E la “sconcertante assenza totale di fonti che i lettori possano controllare” è invece il seguente elenco, che non ho problemi a ripubblicare, a beneficio del cardinale e dei lettori. Ricordando che si tratta di cifre vecchie di qualche anno, perchè tratte dal Secondo rapporto sulla laicità pubblicato da Critica liberale nel gennaio-febbraio 2006, e dal rapporto Enti ecclesiastici: le cifre dell’evasione fiscale dell’Ares (Agenzia di Ricerca Economica e Sociale) del 7 settembre 2006.

Dunque, al miliardo di euro dell’8 per mille dei contribuenti, che molti credono ingenuamente essere l’unica elargizione statale alla Chiesa, va aggiunta ogni anno una cifra dello stesso ordine di grandezza sborsata dal solo Stato (senza contare regioni, province e comuni) nei modi più disparati.

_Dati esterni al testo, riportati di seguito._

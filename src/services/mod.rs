pub mod auth_service;
pub mod refresh_token_store;
pub mod role_resolver;
pub mod token_codec;
pub mod user_directory;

Nel 2004, ad esempio, sono stati elargiti 478 milioni di euro per gli stipendi degli insegnanti di religione, 258 milioni per i finanziamenti alle scuole cattoliche, 44 milioni per le cinque università cattoliche, 25 milioni per la fornitura dei servizi idrici alla Città del Vaticano, 20 milioni per l’Università Campus Biomedico dell’Opus Dei, 19 milioni per l’assunzione in ruolo degli insegnanti di religione, 18 milioni per i buoni scuola degli studenti delle scuole cattoliche, 9 milioni per il fondo di sicurezza sociale dei dipendenti vaticani e dei loro familiari, 9 milioni per la ristrutturazione di edifici religiosi, 8 milioni per gli stipendi dei cappellani militari, 7 milioni per il fondo di previdenza del clero, 5 milioni per l’Ospedale di Padre Pio a San Giovanni Rotondo, 2 milioni e mezzo per il finanziamento degli oratori, 2 milioni per la costruzione di edifici di culto, e così via.

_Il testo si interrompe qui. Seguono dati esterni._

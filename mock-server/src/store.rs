//! In-memory post repository and the blog rules applied to it.

use std::collections::BTreeMap;

use serde::{Deserialize, Serialize};
use time::OffsetDateTime;

use crate::error::{Result, ServerError};

#[derive(Clone, Copy, Debug, PartialEq, Eq, Serialize, Deserialize)]
#[serde(rename_all = "lowercase")]
pub enum PostStatus {
    Draft,
    Published,
    Archived,
}

#[derive(Clone, Debug, PartialEq, Eq, Serialize, Deserialize)]
pub struct Post {
    pub id: i64,
    pub author_id: i64,
    pub title: String,
    pub content: String,
    pub slug: String,
    pub status: PostStatus,
    pub tags: Vec<String>,
    #[serde(with = "time::serde::rfc3339")]
    pub created_at: OffsetDateTime,
    #[serde(with = "time::serde::rfc3339")]
    pub updated_at: OffsetDateTime,
    #[serde(default, with = "time::serde::rfc3339::option")]
    pub published_at: Option<OffsetDateTime>,
}

#[derive(Debug, Deserialize)]
pub struct PostCreate {
    pub title: String,
    pub content: String,
    #[serde(default)]
    pub tags: Vec<String>,
    pub author_id: i64,
}

/// Fields left out or sent as `null` keep their current value.
#[derive(Debug, Deserialize)]
pub struct PostUpdate {
    pub author_id: i64,
    pub title: Option<String>,
    pub content: Option<String>,
    pub tags: Option<Vec<String>>,
}

#[derive(Debug, Deserialize)]
pub struct PostPublishRequest {
    pub author_id: i64,
}

/// Validated listing filters.
#[derive(Debug, Clone, PartialEq, Eq)]
pub struct ListFilter {
    pub limit: usize,
    pub offset: usize,
    pub tag: Option<String>,
    pub author_id: Option<i64>,
}

#[derive(Debug)]
pub struct Store {
    posts: BTreeMap<i64, Post>,
    next_id: i64,
}

impl Default for Store {
    fn default() -> Self {
        Self {
            posts: BTreeMap::new(),
            next_id: 1,
        }
    }
}

impl Store {
    pub fn create_draft(&mut self, input: PostCreate) -> Post {
        let now = OffsetDateTime::now_utc();
        let id = self.next_id;
        self.next_id += 1;

        let post = Post {
            id,
            author_id: input.author_id,
            slug: self.generate_slug(&input.title, None),
            title: input.title,
            content: input.content,
            status: PostStatus::Draft,
            tags: input.tags,
            created_at: now,
            updated_at: now,
            published_at: None,
        };
        self.posts.insert(id, post.clone());
        post
    }

    /// Only published posts are visible to readers.
    pub fn get_published_by_slug(&self, slug: &str) -> Option<&Post> {
        self.posts
            .values()
            .find(|p| p.slug == slug && p.status == PostStatus::Published)
    }

    /// Newest first by publication time, falling back to creation time.
    pub fn list_published(&self, filter: &ListFilter) -> Vec<Post> {
        let mut posts: Vec<&Post> = self
            .posts
            .values()
            .filter(|p| p.status == PostStatus::Published)
            .filter(|p| filter.tag.as_ref().map_or(true, |tag| p.tags.contains(tag)))
            .filter(|p| filter.author_id.map_or(true, |author| p.author_id == author))
            .collect();

        posts.sort_by(|a, b| {
            let key_a = a.published_at.unwrap_or(a.created_at);
            let key_b = b.published_at.unwrap_or(b.created_at);
            key_b.cmp(&key_a).then(b.id.cmp(&a.id))
        });

        posts
            .into_iter()
            .skip(filter.offset)
            .take(filter.limit)
            .cloned()
            .collect()
    }

    pub fn update(&mut self, id: i64, input: PostUpdate) -> Result<Post> {
        let current = self.posts.get(&id).ok_or(ServerError::NotFound)?;
        if current.author_id != input.author_id {
            return Err(ServerError::Forbidden);
        }

        let new_slug = match &input.title {
            Some(title) if *title != current.title => Some(self.generate_slug(title, Some(id))),
            _ => None,
        };

        let post = self.posts.get_mut(&id).ok_or(ServerError::NotFound)?;
        if let Some(title) = input.title {
            post.title = title;
        }
        if let Some(content) = input.content {
            post.content = content;
        }
        if let Some(tags) = input.tags {
            post.tags = tags;
        }
        if let Some(slug) = new_slug {
            post.slug = slug;
        }
        post.updated_at = OffsetDateTime::now_utc();
        Ok(post.clone())
    }

    /// Publishing an already published post changes nothing.
    pub fn publish(&mut self, id: i64, author_id: i64) -> Result<Post> {
        let post = self.posts.get_mut(&id).ok_or(ServerError::NotFound)?;
        if post.author_id != author_id {
            return Err(ServerError::Forbidden);
        }
        if post.status != PostStatus::Published {
            let now = OffsetDateTime::now_utc();
            post.status = PostStatus::Published;
            post.published_at = Some(now);
            post.updated_at = now;
        }
        Ok(post.clone())
    }

    /// Lowercased title with whitespace runs joined by `-`, suffixed with
    /// `-1`, `-2`, ... until no other post uses it.
    fn generate_slug(&self, title: &str, owner: Option<i64>) -> String {
        let base = title
            .to_lowercase()
            .split_whitespace()
            .collect::<Vec<_>>()
            .join("-");
        let base = if base.is_empty() { "post".to_string() } else { base };

        let taken = |slug: &str| {
            self.posts
                .values()
                .any(|p| p.slug == slug && Some(p.id) != owner)
        };

        let mut slug = base.clone();
        let mut index = 1;
        while taken(&slug) {
            slug = format!("{base}-{index}");
            index += 1;
        }
        slug
    }
}

#[cfg(test)]
mod tests {
    use super::*;

    fn draft(store: &mut Store, title: &str, author_id: i64, tags: &[&str]) -> Post {
        store.create_draft(PostCreate {
            title: title.to_string(),
            content: "body".to_string(),
            tags: tags.iter().map(|t| t.to_string()).collect(),
            author_id,
        })
    }

    fn all() -> ListFilter {
        ListFilter {
            limit: 10,
            offset: 0,
            tag: None,
            author_id: None,
        }
    }

    #[test]
    fn create_assigns_ids_and_draft_status() {
        let mut store = Store::default();
        let first = draft(&mut store, "Hello World", 1, &[]);
        let second = draft(&mut store, "Other", 1, &[]);
        assert_eq!(first.id, 1);
        assert_eq!(second.id, 2);
        assert_eq!(first.status, PostStatus::Draft);
        assert_eq!(first.slug, "hello-world");
        assert!(first.published_at.is_none());
    }

    #[test]
    fn slug_collisions_get_suffixes() {
        let mut store = Store::default();
        assert_eq!(draft(&mut store, "Same", 1, &[]).slug, "same");
        assert_eq!(draft(&mut store, "same", 1, &[]).slug, "same-1");
        assert_eq!(draft(&mut store, "  SAME ", 1, &[]).slug, "same-2");
        assert_eq!(draft(&mut store, "   ", 1, &[]).slug, "post");
    }

    #[test]
    fn drafts_are_hidden_from_readers() {
        let mut store = Store::default();
        let post = draft(&mut store, "Secret", 1, &[]);
        assert!(store.get_published_by_slug("secret").is_none());
        assert!(store.list_published(&all()).is_empty());

        store.publish(post.id, 1).unwrap();
        assert_eq!(store.get_published_by_slug("secret").unwrap().id, post.id);
        assert_eq!(store.list_published(&all()).len(), 1);
    }

    #[test]
    fn publish_is_idempotent() {
        let mut store = Store::default();
        let post = draft(&mut store, "P", 1, &[]);
        let first = store.publish(post.id, 1).unwrap();
        let again = store.publish(post.id, 1).unwrap();
        assert_eq!(first.published_at, again.published_at);
        assert_eq!(again.status, PostStatus::Published);
    }

    #[test]
    fn publish_checks_author_and_existence() {
        let mut store = Store::default();
        let post = draft(&mut store, "P", 1, &[]);
        assert!(matches!(store.publish(post.id, 2), Err(ServerError::Forbidden)));
        assert!(matches!(store.publish(99, 1), Err(ServerError::NotFound)));
    }

    #[test]
    fn update_applies_present_fields_and_renames_slug() {
        let mut store = Store::default();
        let post = draft(&mut store, "Old Title", 1, &["a"]);
        let updated = store
            .update(
                post.id,
                PostUpdate {
                    author_id: 1,
                    title: Some("New Title".to_string()),
                    content: None,
                    tags: None,
                },
            )
            .unwrap();
        assert_eq!(updated.title, "New Title");
        assert_eq!(updated.slug, "new-title");
        assert_eq!(updated.content, "body");
        assert_eq!(updated.tags, ["a"]);
    }

    #[test]
    fn update_with_same_slug_keeps_it() {
        let mut store = Store::default();
        let post = draft(&mut store, "Title", 1, &[]);
        let updated = store
            .update(
                post.id,
                PostUpdate {
                    author_id: 1,
                    title: Some("title".to_string()),
                    content: None,
                    tags: None,
                },
            )
            .unwrap();
        assert_eq!(updated.slug, "title");
    }

    #[test]
    fn update_rejects_other_authors() {
        let mut store = Store::default();
        let post = draft(&mut store, "T", 1, &[]);
        let result = store.update(
            post.id,
            PostUpdate {
                author_id: 2,
                title: None,
                content: None,
                tags: None,
            },
        );
        assert!(matches!(result, Err(ServerError::Forbidden)));
    }

    #[test]
    fn list_filters_and_paginates() {
        let mut store = Store::default();
        for (title, author, tags) in [("A", 1, &["rust"][..]), ("B", 2, &["rust"][..]), ("C", 1, &["go"][..])] {
            let post = draft(&mut store, title, author, tags);
            store.publish(post.id, author).unwrap();
        }

        let titles = |filter: ListFilter| -> Vec<String> {
            store.list_published(&filter).into_iter().map(|p| p.title).collect()
        };

        assert_eq!(titles(all()), ["C", "B", "A"]);
        assert_eq!(
            titles(ListFilter {
                tag: Some("rust".to_string()),
                ..all()
            }),
            ["B", "A"]
        );
        assert_eq!(
            titles(ListFilter {
                author_id: Some(1),
                ..all()
            }),
            ["C", "A"]
        );
        assert_eq!(
            titles(ListFilter {
                limit: 1,
                offset: 1,
                ..all()
            }),
            ["B"]
        );
    }
}
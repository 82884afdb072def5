//! Error types for the blog API client.
//!
//! # Design
//! Every non-2xx response lands in `Http` with the raw status code and body;
//! 404 and 500 are not told apart. A body that is valid JSON but not the
//! expected record shape is `InvalidResponse` rather than being passed
//! through. Transport failures are carried as reqwest reports them.

use thiserror::Error;

/// Errors returned by `PostClient` parse methods and `PostApiClient` calls.
#[derive(Debug, Error)]
pub enum ApiError {
    /// The server returned a status outside the 2xx range.
    #[error("API error {status}: {body}")]
    Http { status: u16, body: String },

    /// The response body could not be decoded into the expected record.
    #[error("invalid response: {0}")]
    InvalidResponse(#[source] serde_json::Error),

    /// The request payload could not be serialized to JSON.
    #[error("serialization failed: {0}")]
    Serialization(#[source] serde_json::Error),

    /// The underlying HTTP transport failed (DNS, connection, TLS, ...).
    #[error(transparent)]
    Transport(#[from] reqwest::Error),

    /// The per-request deadline elapsed before a response arrived.
    #[error("request timed out")]
    Timeout,

    /// The request was cancelled by its caller.
    #[error("request cancelled")]
    Cancelled,
}

impl ApiError {
    /// HTTP status of a non-2xx response, if that is what this error is.
    pub fn status(&self) -> Option<u16> {
        match self {
            ApiError::Http { status, .. } => Some(*status),
            _ => None,
        }
    }
}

Aggiungendo a tutto ciò una buona fetta del miliardo e mezzo di finanziamenti pubblici alla sanità, molta della quale è gestita da istituzioni cattoliche, si arriva facilmente a una cifra complessiva annua di almeno tre miliardi di euro. Ma non è finita, perchè a queste riuscite uscite vanno naturalmente aggiunte le mancate entrate per lo Stato dovute a esenzioni fiscali di ogni genere alla Chiesa, valutabili attorno ad altri sei miliardi di euro.

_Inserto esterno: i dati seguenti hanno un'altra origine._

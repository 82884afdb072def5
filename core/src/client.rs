//! Stateless HTTP request builder and response parser for the blog API.
//!
//! # Design
//! `PostClient` holds only a `base_url` and carries no mutable state between
//! calls. Each operation is split into a `build_*` method that produces an
//! `HttpRequest` and a `parse_*` method that consumes an `HttpResponse`.
//! The transport executes the round trip in between, keeping this module
//! deterministic and free of I/O.

use percent_encoding::{utf8_percent_encode, AsciiSet, NON_ALPHANUMERIC};
use serde::{de::DeserializeOwned, Serialize};
use url::form_urlencoded;

use crate::error::ApiError;
use crate::http::{HttpBody, HttpMethod, HttpRequest, HttpResponse, MultipartForm};
use crate::types::{ListPostsQuery, MarkdownUpload, Post, PostCreate, PostPublishRequest, PostUpdate};

/// Characters left as-is by `encodeURIComponent`.
const PATH_SEGMENT: &AsciiSet = &NON_ALPHANUMERIC
    .remove(b'-')
    .remove(b'_')
    .remove(b'.')
    .remove(b'!')
    .remove(b'~')
    .remove(b'*')
    .remove(b'\'')
    .remove(b'(')
    .remove(b')');

/// Synchronous, stateless client for the blog API.
///
/// Builds `HttpRequest` values and parses `HttpResponse` values without
/// touching the network.
#[derive(Debug, Clone)]
pub struct PostClient {
    base_url: String,
}

impl PostClient {
    pub fn new(base_url: &str) -> Self {
        Self {
            base_url: base_url.trim_end_matches('/').to_string(),
        }
    }

    pub fn base_url(&self) -> &str {
        &self.base_url
    }

    pub fn build_list_published_posts(&self, query: &ListPostsQuery) -> HttpRequest {
        let mut search = form_urlencoded::Serializer::new(String::new());
        if let Some(limit) = query.limit.filter(|&l| l != 0) {
            search.append_pair("limit", &limit.to_string());
        }
        if let Some(offset) = query.offset.filter(|&o| o != 0) {
            search.append_pair("offset", &offset.to_string());
        }
        if let Some(tag) = query.tag.as_deref().filter(|t| !t.is_empty()) {
            search.append_pair("tag", tag);
        }
        if let Some(author_id) = query.author_id {
            search.append_pair("author_id", &author_id.to_string());
        }

        let search = search.finish();
        let url = if search.is_empty() {
            format!("{}/posts", self.base_url)
        } else {
            format!("{}/posts?{search}", self.base_url)
        };
        get(url)
    }

    pub fn build_get_post_by_slug(&self, slug: &str) -> HttpRequest {
        let slug = utf8_percent_encode(slug, PATH_SEGMENT);
        get(format!("{}/posts/{slug}", self.base_url))
    }

    pub fn build_create_post(&self, input: &PostCreate) -> Result<HttpRequest, ApiError> {
        json_request(HttpMethod::Post, format!("{}/posts", self.base_url), input)
    }

    pub fn build_update_post(&self, id: i64, input: &PostUpdate) -> Result<HttpRequest, ApiError> {
        json_request(HttpMethod::Put, format!("{}/posts/{id}", self.base_url), input)
    }

    pub fn build_publish_post(
        &self,
        id: i64,
        input: &PostPublishRequest,
    ) -> Result<HttpRequest, ApiError> {
        json_request(
            HttpMethod::Post,
            format!("{}/posts/{id}/publish", self.base_url),
            input,
        )
    }

    /// Multipart request; carries no content-type header of its own.
    pub fn build_upload_markdown_post(&self, upload: &MarkdownUpload) -> HttpRequest {
        let form = MultipartForm::new()
            .file(
                "file",
                &upload.file_name,
                &upload.content_type,
                upload.content.clone(),
            )
            .text("author_id", upload.author_id.to_string())
            .text("default_title", upload.default_title.as_str())
            .text("default_tags", upload.default_tags.as_str());

        HttpRequest {
            method: HttpMethod::Post,
            url: format!("{}/posts/upload-markdown", self.base_url),
            headers: Vec::new(),
            body: Some(HttpBody::Multipart(form)),
        }
    }

    pub fn parse_list_published_posts(&self, response: HttpResponse) -> Result<Vec<Post>, ApiError> {
        parse_json(response)
    }

    pub fn parse_get_post_by_slug(&self, response: HttpResponse) -> Result<Post, ApiError> {
        parse_json(response)
    }

    pub fn parse_create_post(&self, response: HttpResponse) -> Result<Post, ApiError> {
        parse_json(response)
    }

    pub fn parse_update_post(&self, response: HttpResponse) -> Result<Post, ApiError> {
        parse_json(response)
    }

    pub fn parse_publish_post(&self, response: HttpResponse) -> Result<Post, ApiError> {
        parse_json(response)
    }

    pub fn parse_upload_markdown_post(&self, response: HttpResponse) -> Result<Post, ApiError> {
        parse_json(response)
    }
}

fn get(url: String) -> HttpRequest {
    HttpRequest {
        method: HttpMethod::Get,
        url,
        headers: Vec::new(),
        body: None,
    }
}

fn json_request<T: Serialize>(
    method: HttpMethod,
    url: String,
    input: &T,
) -> Result<HttpRequest, ApiError> {
    let body = serde_json::to_string(input).map_err(ApiError::Serialization)?;
    Ok(HttpRequest {
        method,
        url,
        headers: vec![("content-type".to_string(), "application/json".to_string())],
        body: Some(HttpBody::Json(body)),
    })
}

/// Map non-2xx status codes to `ApiError::Http`.
fn check_status(response: &HttpResponse) -> Result<(), ApiError> {
    if response.is_success() {
        return Ok(());
    }
    tracing::warn!(status = response.status, "API request failed");
    Err(ApiError::Http {
        status: response.status,
        body: response.body.clone(),
    })
}

fn parse_json<T: DeserializeOwned>(response: HttpResponse) -> Result<T, ApiError> {
    check_status(&response)?;
    serde_json::from_str(&response.body).map_err(ApiError::InvalidResponse)
}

Gli enti ecclesiastici sono infatti circa 59.000 e posseggono circa 90.000 immobili, adibiti agli scopi più vari: parrocchie, oratori, conventi, seminari, case generalizie, missioni, scuole, collegi, istituti, case di cura, ospedali, ospizi, e così sia. Il loro valore ammonta ad almeno 30 miliardi di euro, ma essi sono esenti dalle imposte sui fabbricati, sui terreni, sul reddito delle persone giuridiche, sulle compravendite e sul valore aggiunto (Iva).

Come se non bastasse, alle esenzioni fiscali statali si aggiungono anche quelle comunali: ad esempio dall’Ici, “Imposta Comunale sugli Immobili”, in quanto gli enti ecclesiastici si autocertificano come “non commerciali”. La Legge n. 248 del 2006, approvata sotto il governo Prodi, garantisce infatti l’esenzione dall’Ici agli enti “non esclusivamente commerciali”.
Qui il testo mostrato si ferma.